Every line with "unwrap" in it should be copied from the data.

#### Provided material:
>>>>
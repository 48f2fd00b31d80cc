//! # Accounts
//!
//! Person records: enrolment, partial updates and password checks.
//!
//! Who may change what is decided by
//! [`authorize_patch`](shelf_core::validation::authorize_patch); this module
//! loads the target, applies the patch and hashes passwords with argon2.

use std::sync::Arc;

use argon2::password_hash::rand_core::OsRng;
use argon2::password_hash::SaltString;
use argon2::{Argon2, PasswordHash, PasswordHasher, PasswordVerifier};
use serde::{Deserialize, Serialize};
use tracing::{debug, info};
use uuid::Uuid;

use shelf_core::validation::{authorize_patch, validate_limits, validate_name, validate_patch, PersonPatch};
use shelf_core::{Capability, CapabilitySet, Clock, CoreError, Limits, Person, Principal};
use shelf_db::{persons, Database};

use crate::error::{LendingError, LendingResult};

/// Enrolment request for a new person.
#[derive(Debug, Clone, Default, Serialize, Deserialize)]
#[serde(deny_unknown_fields)]
pub struct NewPerson {
    pub name: String,

    #[serde(default)]
    pub email: Option<String>,

    #[serde(default)]
    pub permissions: CapabilitySet,

    #[serde(default)]
    pub limits: Limits,

    /// Plain text; only the hash is stored.
    #[serde(default, skip_serializing)]
    pub password: Option<String>,
}

/// Person management service.
#[derive(Clone)]
pub struct Accounts {
    db: Database,
    clock: Arc<dyn Clock>,
}

impl Accounts {
    pub fn new(db: Database, clock: Arc<dyn Clock>) -> Self {
        Accounts { db, clock }
    }

    /// Enrols a person.
    ///
    /// Requires `manage_users`. Granting anything beyond `borrow` requires
    /// `admin`.
    pub async fn add_person(&self, actor: &Principal, request: NewPerson) -> LendingResult<Person> {
        if !actor.can(Capability::ManageUsers) {
            return Err(CoreError::permission_denied("adding people requires manage_users").into());
        }

        if request.permissions.iter().any(|c| c != Capability::Borrow) && !actor.is_admin() {
            return Err(CoreError::permission_denied(
                "granting capabilities other than borrow requires admin",
            )
            .into());
        }

        validate_name(&request.name)?;
        validate_limits(&request.limits)?;

        // Same shape rules as an update
        validate_patch(&PersonPatch {
            email: request.email.clone(),
            password: request.password.clone(),
            ..PersonPatch::default()
        })?;

        let hash = request.password.as_deref().map(hash_password).transpose()?;

        let person = Person {
            id: Uuid::new_v4().to_string(),
            name: request.name.trim().to_string(),
            email: request.email.map(|e| e.trim().to_string()),
            permissions: request.permissions,
            limits: request.limits,
            created_at: self.clock.now(),
        };

        let mut conn = self.db.acquire().await?;
        persons::insert(&mut conn, &person, hash.as_deref()).await?;

        info!(person_id = %person.id, added_by = %actor.id, "Person added");
        Ok(person)
    }

    pub async fn get_person(&self, person_id: &str) -> LendingResult<Person> {
        let mut conn = self.db.acquire().await?;
        persons::get(&mut conn, person_id)
            .await?
            .ok_or_else(|| CoreError::not_found("Person", person_id).into())
    }

    /// Applies `patch` to a person on behalf of `actor`.
    ///
    /// Every field is checked before anything is written; the update and
    /// any password change commit together.
    pub async fn update_person(
        &self,
        actor: &Principal,
        person_id: &str,
        patch: PersonPatch,
    ) -> LendingResult<Person> {
        validate_patch(&patch)?;

        let hash = patch.password.as_deref().map(hash_password).transpose()?;

        let mut tx = self.db.begin().await?;

        let mut person = persons::get(&mut tx, person_id)
            .await?
            .ok_or_else(|| CoreError::not_found("Person", person_id))?;

        authorize_patch(actor, &person, &patch)?;

        if patch.is_empty() {
            debug!(person_id = %person_id, "Empty patch");
            return Ok(person);
        }

        patch.apply_to(&mut person);
        persons::update(&mut tx, &person).await?;

        if let Some(hash) = &hash {
            persons::set_password_hash(&mut tx, person_id, hash).await?;
        }

        tx.commit().await?;

        info!(
            person_id = %person_id,
            updated_by = %actor.id,
            permissions_changed = patch.permissions.is_some(),
            password_changed = hash.is_some(),
            "Person updated"
        );
        Ok(person)
    }

    /// True when `password` matches the stored hash. A person without a
    /// password never matches.
    pub async fn verify_password(&self, person_id: &str, password: &str) -> LendingResult<bool> {
        let mut conn = self.db.acquire().await?;

        let stored = match persons::password_hash(&mut conn, person_id).await? {
            Some(hash) => hash,
            None => return Ok(false),
        };

        let parsed = match PasswordHash::new(&stored) {
            Ok(h) => h,
            Err(_) => return Ok(false),
        };

        Ok(Argon2::default()
            .verify_password(password.as_bytes(), &parsed)
            .is_ok())
    }
}

fn hash_password(password: &str) -> LendingResult<String> {
    let salt = SaltString::generate(&mut OsRng);

    let hash = Argon2::default()
        .hash_password(password.as_bytes(), &salt)
        .map_err(|e| LendingError::Internal(format!("Failed to hash password: {}", e)))?;

    Ok(hash.to_string())
}

#[cfg(test)]
mod tests {
    use super::*;
    use crate::testing::Fixture;
    use shelf_core::ValidationError;

    async fn staff(fx: &Fixture) -> (Principal, Principal) {
        let admin = fx.person("admin", &[Capability::Admin], Limits::default()).await;
        let clerk = fx.person("clerk", &[Capability::ManageUsers], Limits::default()).await;
        (admin.principal(), clerk.principal())
    }

    fn denied(result: LendingResult<Person>) -> bool {
        matches!(result, Err(LendingError::Domain(CoreError::PermissionDenied { .. })))
    }

    #[tokio::test]
    async fn test_add_person() {
        let fx = Fixture::new().await;
        let (admin, clerk) = staff(&fx).await;
        let accounts = fx.accounts();

        let request: NewPerson = serde_json::from_str(
            r#"{"name":"  Ada  ","permissions":["borrow"],"limits":{"books":2,"days":14}}"#,
        )
        .unwrap();
        let ada = accounts.add_person(&clerk, request).await.unwrap();
        assert_eq!(ada.name, "Ada");
        assert_eq!(accounts.get_person(&ada.id).await.unwrap(), ada);

        // Clerks cannot mint staff
        let staffer = NewPerson {
            name: "Desk".into(),
            permissions: [Capability::ManageHolds].into_iter().collect(),
            ..NewPerson::default()
        };
        assert!(denied(accounts.add_person(&clerk, staffer.clone()).await));
        assert!(accounts.add_person(&admin, staffer).await.is_ok());

        // Borrowers cannot add anyone
        let borrower = ada.principal();
        let eve = NewPerson {
            name: "Eve".into(),
            ..NewPerson::default()
        };
        assert!(denied(accounts.add_person(&borrower, eve).await));

        assert!(serde_json::from_str::<NewPerson>(r#"{"name":"x","role":"admin"}"#).is_err());
    }

    #[tokio::test]
    async fn test_update_profile() {
        let fx = Fixture::new().await;
        let (_, clerk) = staff(&fx).await;
        let ada = fx.person("ada", &[Capability::Borrow], Limits::default()).await;
        let bob = fx.person("bob", &[Capability::Borrow], Limits::default()).await;
        let accounts = fx.accounts();

        let patch = PersonPatch {
            name: Some("Ada L.".into()),
            email: Some("ada@example.org".into()),
            ..PersonPatch::default()
        };
        let updated = accounts.update_person(&ada.principal(), "ada", patch.clone()).await.unwrap();
        assert_eq!(updated.name, "Ada L.");
        assert_eq!(accounts.get_person("ada").await.unwrap().email.as_deref(), Some("ada@example.org"));

        assert!(denied(accounts.update_person(&bob.principal(), "ada", patch.clone()).await));
        assert!(accounts.update_person(&clerk, "ada", patch).await.is_ok());

        let limits = PersonPatch {
            limits: Some(Limits { books: Some(1), days: None }),
            ..PersonPatch::default()
        };
        assert!(denied(accounts.update_person(&ada.principal(), "ada", limits.clone()).await));
        let limited = accounts.update_person(&clerk, "ada", limits).await.unwrap();
        assert_eq!(limited.limits.books, Some(1));
    }

    #[tokio::test]
    async fn test_id_is_immutable() {
        let fx = Fixture::new().await;
        let (admin, _) = staff(&fx).await;
        fx.person("ada", &[Capability::Borrow], Limits::default()).await;

        let patch = PersonPatch {
            id: Some("someone-else".into()),
            ..PersonPatch::default()
        };
        let result = fx.accounts().update_person(&admin, "ada", patch).await;
        assert!(matches!(
            result,
            Err(LendingError::Domain(CoreError::ImmutableField { ref field })) if field == "id"
        ));
    }

    #[tokio::test]
    async fn test_permission_changes() {
        let fx = Fixture::new().await;
        let (admin, clerk) = staff(&fx).await;
        fx.person("ada", &[Capability::Borrow], Limits::default()).await;
        let accounts = fx.accounts();

        let promote = PersonPatch {
            permissions: Some([Capability::Borrow, Capability::ManageHolds].into_iter().collect()),
            ..PersonPatch::default()
        };
        assert!(denied(accounts.update_person(&clerk, "ada", promote.clone()).await));

        let promoted = accounts.update_person(&admin, "ada", promote).await.unwrap();
        assert!(promoted.permissions.allows(Capability::ManageHolds));

        // Only an admin touches an admin's permissions, and never their own admin bit
        let demote_admin = PersonPatch {
            permissions: Some(CapabilitySet::new()),
            ..PersonPatch::default()
        };
        assert!(denied(accounts.update_person(&clerk, "admin", demote_admin.clone()).await));
        assert!(denied(accounts.update_person(&admin, "admin", demote_admin).await));

        let still_admin = accounts.get_person("admin").await.unwrap();
        assert!(still_admin.permissions.is_admin());
    }

    #[tokio::test]
    async fn test_password_change() {
        let fx = Fixture::new().await;
        let (admin, clerk) = staff(&fx).await;
        let ada = fx.person("ada", &[Capability::Borrow], Limits::default()).await;
        let accounts = fx.accounts();

        assert!(!accounts.verify_password("ada", "correct horse").await.unwrap());

        let patch = PersonPatch {
            password: Some("correct horse".into()),
            ..PersonPatch::default()
        };
        accounts.update_person(&ada.principal(), "ada", patch.clone()).await.unwrap();
        assert!(accounts.verify_password("ada", "correct horse").await.unwrap());
        assert!(!accounts.verify_password("ada", "wrong horse").await.unwrap());

        // manage_users is not enough for someone else's password
        assert!(denied(accounts.update_person(&clerk, "ada", patch.clone()).await));
        assert!(accounts.update_person(&admin, "ada", patch).await.is_ok());

        let short = PersonPatch {
            password: Some("short".into()),
            ..PersonPatch::default()
        };
        let result = accounts.update_person(&ada.principal(), "ada", short).await;
        assert!(matches!(
            result,
            Err(LendingError::Domain(CoreError::Validation(ValidationError::OutOfRange { .. })))
        ));
    }

    #[tokio::test]
    async fn test_update_missing_person() {
        let fx = Fixture::new().await;
        let (admin, _) = staff(&fx).await;

        let result = fx.accounts().update_person(&admin, "ghost", PersonPatch::default()).await;
        assert!(matches!(result, Err(LendingError::Domain(CoreError::NotFound { .. }))));
    }
}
<<<<
#### Reply to the task:
        .unwrap();
        let ada = accounts.add_person(&clerk, request).await.unwrap();
        assert_eq!(accounts.get_person(&ada.id).await.unwrap(), ada);
        let updated = accounts.update_person(&ada.principal(), "ada", patch.clone()).await.unwrap();
        assert_eq!(accounts.get_person("ada").await.unwrap().email.as_deref(), Some("ada@example.org"));
        let limited = accounts.update_person(&clerk, "ada", limits).await.unwrap();
        let promoted = accounts.update_person(&admin, "ada", promote).await.unwrap();
        let still_admin = accounts.get_person("admin").await.unwrap();
        assert!(!accounts.verify_password("ada", "correct horse").await.unwrap());
        accounts.update_person(&ada.principal(), "ada", patch.clone()).await.unwrap();
        assert!(accounts.verify_password("ada", "correct horse").await.unwrap());
        assert!(!accounts.verify_password("ada", "wrong horse").await.unwrap());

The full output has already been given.